Clark County is set to distribute millions for mental health and addiction projects


For every $100 of sales tax collected in Clark County — when you buy groceries, a car, bulk lumber, whatever — a penny is set aside to help people with health issues. behavioral.

For the first time since the start of the pandemic, more than $11 million of this fund is available for local nonprofits, governments and private businesses to apply for grants.

The Clark County Mental Health Sales Tax Fund Advisory Board is meeting this month to consider dozens of proposals that under state law must be efforts to help fight against substance abuse and mental health.

The size of the fund makes it an uncommon year, county staff said.

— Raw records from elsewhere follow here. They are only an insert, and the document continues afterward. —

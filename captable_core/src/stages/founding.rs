//! Founding stage - incorporates the company and seeds the cap table.
//!
//! Founding resets the aggregate entirely. Invoked anywhere but the start
//! of a timeline it still resets (re-incorporation semantics) and raises a
//! loud warning so the discarded history is visible.

use serde::{Deserialize, Serialize};

use crate::fmt;
use crate::scenario::{Stage, StageParams};
use crate::state::{CapTableRow, EngineState, OPTION_POOL_CLASS};
use crate::stages::{clamp_percent, params_mismatch, round_shares, sanitize};

#[derive(Debug, Clone, PartialEq, Serialize, Deserialize)]
#[serde(default, rename_all = "camelCase")]
pub struct FoundingParams {
    pub company_name: String,
    pub total_authorized_shares: f64,
    /// Target ESOP ownership after founding, clamped to [0, 0.9]
    pub esop_percent: f64,
    pub founders: Vec<FounderAllocation>,
}

impl Default for FoundingParams {
    fn default() -> Self {
        Self {
            company_name: String::new(),
            total_authorized_shares: 0.0,
            esop_percent: 0.1,
            founders: Vec::new(),
        }
    }
}

#[derive(Debug, Clone, Default, PartialEq, Serialize, Deserialize)]
#[serde(default)]
pub struct FounderAllocation {
    pub id: String,
    pub name: String,
    pub shares: f64,
}

/// Default founding parameters: two founders on a 2:1 split with a 10%
/// option-pool target.
pub fn defaults() -> StageParams {
    StageParams::Founding(FoundingParams {
        company_name: "NewCo".to_string(),
        total_authorized_shares: 10_000_000.0,
        esop_percent: 0.1,
        founders: vec![
            FounderAllocation {
                id: String::new(),
                name: "Founder 1".to_string(),
                shares: 6_000_000.0,
            },
            FounderAllocation {
                id: String::new(),
                name: "Founder 2".to_string(),
                shares: 3_000_000.0,
            },
        ],
    })
}

pub fn simulate(stage: &Stage, prior: EngineState) -> EngineState {
    let params = match &stage.params {
        StageParams::Founding(params) => params,
        _ => return params_mismatch(stage, prior),
    };

    let mut state = EngineState::new();

    if !prior.cap_table.is_empty() || !prior.instruments.is_empty() {
        state.warnings.push(format!(
            "Founding stage '{}' re-invoked mid-timeline; the prior cap table and outstanding instruments were discarded.",
            stage.name
        ));
    }

    let founders = resolve_founders(&params.founders, &stage.id);
    let total_explicit: u64 = founders.iter().map(|founder| founder.shares).sum();

    let esop_percent = clamp_percent(params.esop_percent, 0.9);
    let esop_shares = if esop_percent > 0.0 {
        round_shares(total_explicit as f64 * esop_percent / (1.0 - esop_percent))
    } else {
        0
    };
    let total_shares = total_explicit + esop_shares;

    state.cap_table = founders
        .into_iter()
        .map(|founder| CapTableRow {
            id: founder.id,
            label: founder.name,
            share_class: "Common".to_string(),
            shares: founder.shares,
            percent: ownership(founder.shares, total_shares),
        })
        .collect();

    if esop_shares > 0 {
        state.cap_table.push(CapTableRow {
            id: format!("{}:esop", stage.id),
            label: "ESOP".to_string(),
            share_class: OPTION_POOL_CLASS.to_string(),
            shares: esop_shares,
            percent: ownership(esop_shares, total_shares),
        });
    }

    state.total_shares = total_shares;
    state.math = vec![
        format!("Founders receive {} shares.", fmt::shares(total_explicit)),
        if esop_shares > 0 {
            format!(
                "ESOP sized to {} -> {} shares.",
                fmt::percent(esop_percent, 1),
                fmt::shares(esop_shares)
            )
        } else {
            "No ESOP target specified; pool remains empty.".to_string()
        },
        format!("Total outstanding shares: {}.", fmt::shares(total_shares)),
    ];

    if total_shares == 0 {
        state
            .warnings
            .push("Founding stage has zero shares configured.".to_string());
    }

    state
}

struct ResolvedFounder {
    id: String,
    name: String,
    shares: u64,
}

/// A missing or empty founder list falls back to the stock 2:1 allocation;
/// explicit entries are sanitized and negative share counts dropped.
fn resolve_founders(input: &[FounderAllocation], stage_id: &str) -> Vec<ResolvedFounder> {
    if input.is_empty() {
        return vec![
            ResolvedFounder {
                id: format!("{stage_id}:founder:1"),
                name: "Founder 1".to_string(),
                shares: 6_000_000,
            },
            ResolvedFounder {
                id: format!("{stage_id}:founder:2"),
                name: "Founder 2".to_string(),
                shares: 3_000_000,
            },
        ];
    }

    input
        .iter()
        .enumerate()
        .filter(|(_, founder)| sanitize(founder.shares) >= 0.0)
        .map(|(index, founder)| ResolvedFounder {
            id: if founder.id.is_empty() {
                format!("{stage_id}:founder:{}", index + 1)
            } else {
                founder.id.clone()
            },
            name: if founder.name.is_empty() {
                "Founder".to_string()
            } else {
                founder.name.clone()
            },
            shares: round_shares(sanitize(founder.shares)),
        })
        .collect()
}

fn ownership(shares: u64, total: u64) -> f64 {
    if total == 0 {
        0.0
    } else {
        shares as f64 / total as f64
    }
}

“It’s usually between $3 and $5 (million),” said Lindsey Hueer, senior policy analyst at the county. “So it’s a lot bigger this year.”

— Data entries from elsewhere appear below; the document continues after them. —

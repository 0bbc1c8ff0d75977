//! Engine state - the aggregate threaded through a run.
//!
//! `EngineState` carries the durable ledger (cap table, unconverted
//! instruments) plus per-stage transient logs (`math`, `warnings`,
//! `ledger_entries`, `exit_waterfall`). The transient logs are
//! write-once-per-stage: `carry_forward` resets them while deep-copying
//! the durable parts, so each simulator starts from a clean slate.

use serde::{Deserialize, Serialize};

/// Share class used for option-pool rows; the pool refresh step keys off it.
pub const OPTION_POOL_CLASS: &str = "Option Pool";

/// One stakeholder line in the cap table.
///
/// `percent` is always a derived view (shares / total shares), recomputed
/// after every mutation - it is never trusted across stages.
#[derive(Debug, Clone, PartialEq, Serialize, Deserialize)]
pub struct CapTableRow {
    /// Stakeholder identity; issuance aggregates by this id
    pub id: String,
    /// Display name
    pub label: String,
    /// Security class, e.g. Common / Preferred A / Option Pool / SAFE
    #[serde(rename = "class")]
    pub share_class: String,
    /// Whole shares held
    pub shares: u64,
    /// Derived ownership fraction of total shares
    pub percent: f64,
}

/// A super pro-rata right in normalized form: the holder may invest a fixed
/// extra amount in each of the next `rounds_remaining` priced rounds.
#[derive(Debug, Clone, Default, PartialEq, Serialize, Deserialize)]
#[serde(rename_all = "camelCase")]
pub struct SuperProRata {
    pub enabled: bool,
    pub rounds_remaining: u32,
    pub amount: f64,
}

impl SuperProRata {
    pub fn disabled() -> Self {
        Self::default()
    }
}

/// An unconverted convertible note: principal accrues simple interest until
/// the next priced round converts it.
#[derive(Debug, Clone, PartialEq, Serialize, Deserialize)]
#[serde(rename_all = "camelCase")]
pub struct NoteInstrument {
    pub id: String,
    pub stage_id: String,
    pub holder_id: String,
    pub holder_name: String,
    pub principal: f64,
    pub interest_rate: f64,
    pub accrual_years: f64,
    pub valuation_cap: f64,
    pub discount: f64,
    pub special_rights: SuperProRata,
}

impl NoteInstrument {
    /// Simple interest accrued over the note's lifetime.
    pub fn accrued_interest(&self) -> f64 {
        self.principal * self.interest_rate * self.accrual_years
    }

    /// Principal plus accrued interest - the amount that converts.
    pub fn amount_owed(&self) -> f64 {
        self.principal + self.accrued_interest()
    }
}

/// An unconverted pre-money SAFE: converts at the better of cap price or
/// discounted round price.
#[derive(Debug, Clone, PartialEq, Serialize, Deserialize)]
#[serde(rename_all = "camelCase")]
pub struct PreMoneySafeInstrument {
    pub id: String,
    pub stage_id: String,
    pub holder_id: String,
    pub holder_name: String,
    pub investment: f64,
    pub discount: f64,
    pub valuation_cap: f64,
    pub special_rights: SuperProRata,
}

/// An unconverted post-money SAFE: sized at conversion so the holder ends up
/// with `target_percent` of the accumulated share base.
#[derive(Debug, Clone, PartialEq, Serialize, Deserialize)]
#[serde(rename_all = "camelCase")]
pub struct PostMoneySafeInstrument {
    pub id: String,
    pub stage_id: String,
    pub holder_id: String,
    pub holder_name: String,
    pub investment: f64,
    pub post_money_valuation: f64,
    pub target_percent: f64,
    pub special_rights: SuperProRata,
}

/// Outstanding unconverted instruments, grouped by flavor. The next priced
/// round consumes (and then unconditionally discards) all three lists.
#[derive(Debug, Clone, Default, PartialEq, Serialize, Deserialize)]
pub struct InstrumentLedger {
    pub notes: Vec<NoteInstrument>,
    #[serde(rename = "preSafes")]
    pub pre_safes: Vec<PreMoneySafeInstrument>,
    #[serde(rename = "postSafes")]
    pub post_safes: Vec<PostMoneySafeInstrument>,
}

impl InstrumentLedger {
    pub fn is_empty(&self) -> bool {
        self.notes.is_empty() && self.pre_safes.is_empty() && self.post_safes.is_empty()
    }

    pub fn clear(&mut self) {
        self.notes.clear();
        self.pre_safes.clear();
        self.post_safes.clear();
    }
}

/// One audit-trail record emitted by a stage.
#[derive(Debug, Clone, PartialEq, Serialize, Deserialize)]
#[serde(rename_all = "camelCase")]
pub struct LedgerEntry {
    pub stage_id: String,
    #[serde(flatten)]
    pub detail: LedgerDetail,
}

/// Typed audit payloads, tagged the way the persisted documents tag them.
#[derive(Debug, Clone, PartialEq, Serialize, Deserialize)]
#[serde(tag = "type", content = "payload", rename_all = "SCREAMING_SNAKE_CASE")]
pub enum LedgerDetail {
    #[serde(rename_all = "camelCase")]
    NoteIssued {
        investor: String,
        principal: f64,
        interest_rate: f64,
        accrual_years: f64,
    },
    #[serde(rename_all = "camelCase")]
    SafePreMoney {
        investor: String,
        investment: f64,
        discount: f64,
        valuation_cap: f64,
    },
    #[serde(rename_all = "camelCase")]
    SafePostMoney {
        investor: String,
        investment: f64,
        target_percent: f64,
    },
    #[serde(rename_all = "camelCase")]
    PricedRound {
        round_name: String,
        investment: f64,
        share_price: f64,
        shares_issued: u64,
    },
}

/// One line of the exit proceeds distribution.
#[derive(Debug, Clone, PartialEq, Serialize, Deserialize)]
pub struct WaterfallRow {
    pub stakeholder: String,
    pub shares: u64,
    pub payout: f64,
}

/// The aggregate threaded through a run.
///
/// Invariant: `total_shares == Σ cap_table[].shares` after every stage.
#[derive(Debug, Clone, Default, PartialEq, Serialize, Deserialize)]
#[serde(rename_all = "camelCase")]
pub struct EngineState {
    pub cap_table: Vec<CapTableRow>,
    pub total_shares: u64,
    pub instruments: InstrumentLedger,
    pub ledger_entries: Vec<LedgerEntry>,
    /// Human-readable narrative of this stage's arithmetic
    pub math: Vec<String>,
    /// Non-fatal configuration warnings raised by this stage
    pub warnings: Vec<String>,
    /// Present only after an exit stage
    pub exit_waterfall: Option<Vec<WaterfallRow>>,
}

impl EngineState {
    /// Zeroed aggregate for the start of a run.
    pub fn new() -> Self {
        Self::default()
    }

    /// The copy handed to the next stage's simulator: durable ledger deep
    /// copied, per-stage transient logs reset.
    pub fn carry_forward(&self) -> Self {
        Self {
            cap_table: self.cap_table.clone(),
            total_shares: self.total_shares,
            instruments: self.instruments.clone(),
            ledger_entries: Vec::new(),
            math: Vec::new(),
            warnings: Vec::new(),
            exit_waterfall: None,
        }
    }

    /// Sum of shares actually sitting in cap table rows.
    pub fn shares_in_table(&self) -> u64 {
        self.cap_table.iter().map(|row| row.shares).sum()
    }

    /// Re-derives every row's `percent` from the current totals.
    pub fn recompute_percents(&mut self) {
        if self.total_shares == 0 {
            return;
        }
        let total = self.total_shares as f64;
        for row in &mut self.cap_table {
            row.percent = row.shares as f64 / total;
        }
    }
}

#[cfg(test)]
mod tests {
    use super::*;

    fn populated_state() -> EngineState {
        let mut state = EngineState::new();
        state.cap_table.push(CapTableRow {
            id: "f1".to_string(),
            label: "Founder".to_string(),
            share_class: "Common".to_string(),
            shares: 9_000_000,
            percent: 0.9,
        });
        state.total_shares = 9_000_000;
        state.math.push("narrative".to_string());
        state.warnings.push("warning".to_string());
        state.exit_waterfall = Some(vec![WaterfallRow {
            stakeholder: "Founder".to_string(),
            shares: 9_000_000,
            payout: 90.0,
        }]);
        state
    }

    #[test]
    fn test_carry_forward_keeps_ledger_resets_logs() {
        let prior = populated_state();
        let carried = prior.carry_forward();

        assert_eq!(carried.cap_table, prior.cap_table);
        assert_eq!(carried.total_shares, 9_000_000);
        assert!(carried.math.is_empty());
        assert!(carried.warnings.is_empty());
        assert!(carried.ledger_entries.is_empty());
        assert!(carried.exit_waterfall.is_none());
    }

    #[test]
    fn test_recompute_percents() {
        let mut state = populated_state();
        state.cap_table.push(CapTableRow {
            id: "esop".to_string(),
            label: "ESOP".to_string(),
            share_class: OPTION_POOL_CLASS.to_string(),
            shares: 1_000_000,
            percent: 0.0,
        });
        state.total_shares = 10_000_000;
        state.recompute_percents();

        assert!((state.cap_table[0].percent - 0.9).abs() < 1e-12);
        assert!((state.cap_table[1].percent - 0.1).abs() < 1e-12);
    }

    #[test]
    fn test_note_amount_owed() {
        let note = NoteInstrument {
            id: "n1".to_string(),
            stage_id: "s1".to_string(),
            holder_id: "h1".to_string(),
            holder_name: "Angel".to_string(),
            principal: 250_000.0,
            interest_rate: 0.05,
            accrual_years: 2.0,
            valuation_cap: 0.0,
            discount: 0.0,
            special_rights: SuperProRata::disabled(),
        };
        assert!((note.accrued_interest() - 25_000.0).abs() < 1e-9);
        assert!((note.amount_owed() - 275_000.0).abs() < 1e-9);
    }
}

The county received 18 submissions from 17 entities, county staff told the OPB. Details of those proposals weren’t readily available, but staffers said there was a wide range of what the applicants plan to do with the funding. Proposals include hiring addiction counselors, creating a program involving therapy animals, and building a “therapy garden space” at a local facility.

Proposals also vary in dollar amounts. Hueer said the range was $60,000 to $2.7 million.

The public will have no say in how the funds are spent. Ultimately, Clark County Council will decide. An advisory board — which includes two advisers, court administrators and public health officials — makes recommendations.

Councilor Gary Medvigy, who sits on the advisory board with fellow councilor Karen Bowerman, said he was encouraged by the number of proposals he’s seen.

“We work like gangbusters to get that money spent,” Medvigy said.

The pot of mental health sales tax dollars was actually closer to $17 million, Hueer said, but the county needs to set aside a percentage as a reserve and some has already been set aside for other expenses.

In May, Clark County approved $2 million for the Vancouver Housing Authority to build a 30-unit supportive housing complex near downtown Vancouver. And about $1.2 million has already been set aside for county government spending.

According to Medvigy, these internal projects include the hiring of a new Warden at Clark County Jail to oversee the inmate mental health assessment process, a position at County Mental Health Courts, and a another position in the County Community Services Department.

The advisory board expects to make its recommendations this fall. Contracts could be awarded in January.